Here, as the support substrate 101, a substrate made of an insulating material such as a glass substrate, a resin substrate or a ceramic substrate, or a substrate made of a conductive material such as SUS, an insulating film such as SiO ₂ is formed, polyimide A substrate made of a flexible material such as a film can be used.

  The transport electrode 102 is formed by depositing a conductive material such as Al or Ni—Cr on the support substrate 101 in a thickness of 0.1 to 10 μm, preferably 0.5 to 2.0 μm. It is used by patterning into the required electrode shape.
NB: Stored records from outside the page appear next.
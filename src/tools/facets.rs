//! Facet listing: the values accepted by the search filters.

use crate::search::{FacetCatalog, SearchEngine};
use std::fmt::Write as _;

/// List the topics, tags and authors present in the corpus.
pub async fn handle_list_facets(engine: &SearchEngine) -> Result<String, String> {
    Ok(format_facets(&engine.facets()))
}

pub fn format_facets(facets: &FacetCatalog) -> String {
    let mut output = String::new();
    for (label, values) in [
        ("Topics", &facets.topics),
        ("Tags", &facets.tags),
        ("Authors", &facets.authors),
    ] {
        let _ = writeln!(output, "{} ({}):", label, values.len());
        if values.is_empty() {
            output.push_str("  (none)\n");
        }
        for value in values {
            let _ = writeln!(output, "  • {}", value);
        }
        output.push('\n');
    }
    output
}
use anyhow::Context;
use clap::Parser;
use kb_search_mcp::cli::{Cli, Commands};
use kb_search_mcp::error::Result;
use kb_search_mcp::search::SearchEngine;
use kb_search_mcp::tools::{format_facets, format_search_results, format_suggestions};
use kb_search_mcp::{KnowledgeServer, tracing as logging};
use rmcp::{ServiceExt, transport::stdio};

#[tokio::main]
async fn main() -> Result<()> {
    let mut cli = Cli::parse();
    let command = cli.command.take().unwrap_or(Commands::Serve);

    let level = if matches!(command, Commands::Serve) {
        tracing::Level::INFO
    } else {
        tracing::Level::WARN
    };
    logging::init(level, cli.log_format);

    let engine = cli.load_engine()?;

    match command {
        Commands::Serve => serve(engine).await,
        Commands::Search(args) => {
            let request = args.to_request();
            let response = engine.search(&request)?;
            if args.json {
                println!("{}", serde_json::to_string_pretty(&response)?);
            } else {
                print!("{}", format_search_results(&response, &request));
            }
            Ok(())
        }
        Commands::Suggest { query, limit, json } => {
            let suggestions = engine.suggest(&query, limit);
            if json {
                println!("{}", serde_json::to_string_pretty(&suggestions)?);
            } else {
                print!("{}", format_suggestions(&suggestions));
            }
            Ok(())
        }
        Commands::Facets { json } => {
            let facets = engine.facets();
            if json {
                println!("{}", serde_json::to_string_pretty(&facets)?);
            } else {
                print!("{}", format_facets(&facets));
            }
            Ok(())
        }
    }
}

async fn serve(engine: SearchEngine) -> Result<()> {
    tracing::info!(
        entries = engine.index().len(),
        clock = ?engine.clock(),
        "Starting kb-search-mcp MCP server"
    );

    // Create and serve the MCP server over stdio
    let server = KnowledgeServer::new(engine);
    let service = server.serve(stdio()).await.inspect_err(|e| {
        tracing::error!("Error serving MCP server: {:?}", e);
    })?;

    service
        .waiting()
        .await
        .context("MCP service terminated abnormally")?;

    Ok(())
}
The width L in the powder traveling direction of the plurality of transport electrodes 102 is 1 to 20 times the average particle diameter of the powder to be moved, and the distance R in the powder traveling direction of the transport electrode 102 is also moved. 1 to 20 times the average particle size.

Furthermore, as the surface protective layer 103, for example _{SiO 2, TiO 2, TiO 4} , SiON, BN, TiN, Ta 2 O 5, ZrO 2, BaTiO 3 and thickness like 0.5 to 10 [mu] m, preferably a thickness of 0 It is formed by forming a film with a thickness of 5 to 3 μm. In addition, inorganic nitride compounds such as SiN and BN can be used.
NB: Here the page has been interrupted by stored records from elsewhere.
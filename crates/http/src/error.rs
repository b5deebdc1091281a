//! Client error types

use thiserror::Error;

/// Errors a screen can receive from the booking API.
#[derive(Debug, Error)]
pub enum ClientError {
    /// Network or request error
    #[error("Request failed: {0}")]
    Request(#[from] reqwest::Error),

    /// Server returned an error status
    #[error("Server error {status}: {message}")]
    ServerError { status: u16, message: String },

    /// Authentication failed
    #[error("Authentication failed: {0}")]
    AuthenticationFailed(String),

    /// Resource not found
    #[error("Resource not found: {0}")]
    NotFound(String),

    /// Bad request
    #[error("Bad request: {0}")]
    BadRequest(String),

    /// Forbidden
    #[error("Forbidden: {0}")]
    Forbidden(String),

    /// Serialization/deserialization error
    #[error("Serialization error: {0}")]
    Serialization(#[from] serde_json::Error),

    /// Invalid configuration
    #[error("Invalid configuration: {0}")]
    Configuration(String),
}

impl ClientError {
    /// Create error from HTTP status code
    pub fn from_status(status: reqwest::StatusCode, message: String) -> Self {
        match status.as_u16() {
            400 => Self::BadRequest(message),
            401 => Self::AuthenticationFailed(message),
            403 => Self::Forbidden(message),
            404 => Self::NotFound(message),
            _ => Self::ServerError {
                status: status.as_u16(),
                message,
            },
        }
    }

    /// The message a screen should show the user.
    ///
    /// The backend wraps failures as `{"message": ...}` (or `{"error": ...}`
    /// for appointment creation); this strips that envelope when present so
    /// forms can display the server-provided text directly.
    pub fn display_message(&self) -> String {
        match self {
            Self::ServerError { message, .. }
            | Self::AuthenticationFailed(message)
            | Self::NotFound(message)
            | Self::BadRequest(message)
            | Self::Forbidden(message) => extract_server_message(message),
            other => other.to_string(),
        }
    }
}

/// Pull `message` or `error` out of a JSON error body, falling back to the
/// raw text.
fn extract_server_message(body: &str) -> String {
    if let Ok(value) = serde_json::from_str::<serde_json::Value>(body) {
        for key in ["message", "error"] {
            if let Some(text) = value.get(key).and_then(|v| v.as_str()) {
                return text.to_string();
            }
        }
    }
    body.to_string()
}

#[cfg(test)]
mod tests {
    use super::*;

    #[test]
    fn from_status_maps_common_codes() {
        let err = ClientError::from_status(reqwest::StatusCode::UNAUTHORIZED, "nope".into());
        assert!(matches!(err, ClientError::AuthenticationFailed(_)));

        let err = ClientError::from_status(reqwest::StatusCode::NOT_FOUND, "gone".into());
        assert!(matches!(err, ClientError::NotFound(_)));

        let err =
            ClientError::from_status(reqwest::StatusCode::INTERNAL_SERVER_ERROR, "boom".into());
        assert!(matches!(err, ClientError::ServerError { status: 500, .. }));
    }

    #[test]
    fn display_message_unwraps_json_bodies() {
        let err = ClientError::BadRequest(r#"{"message":"Email already taken"}"#.into());
        assert_eq!(err.display_message(), "Email already taken");

        let err = ClientError::BadRequest(r#"{"error":"Slot unavailable"}"#.into());
        assert_eq!(err.display_message(), "Slot unavailable");
    }

    #[test]
    fn display_message_passes_plain_text_through() {
        let err = ClientError::Forbidden("forbidden".into());
        assert_eq!(err.display_message(), "forbidden");
    }
}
  In the developing device of this embodiment, the insulating layer 107 is formed thicker than the transport region in the region other than the transport region (the outer portion in the longitudinal direction). The electric field strength that contributes to the transfer can be different between the transfer region and the other regions, and the electric field strength of the surface in the direction in which the transfer is desired is greater than the electric field strength of the surface in the region where the insulating layer 107 is located. Becomes stronger. Therefore, the charged toner moves in the transport direction.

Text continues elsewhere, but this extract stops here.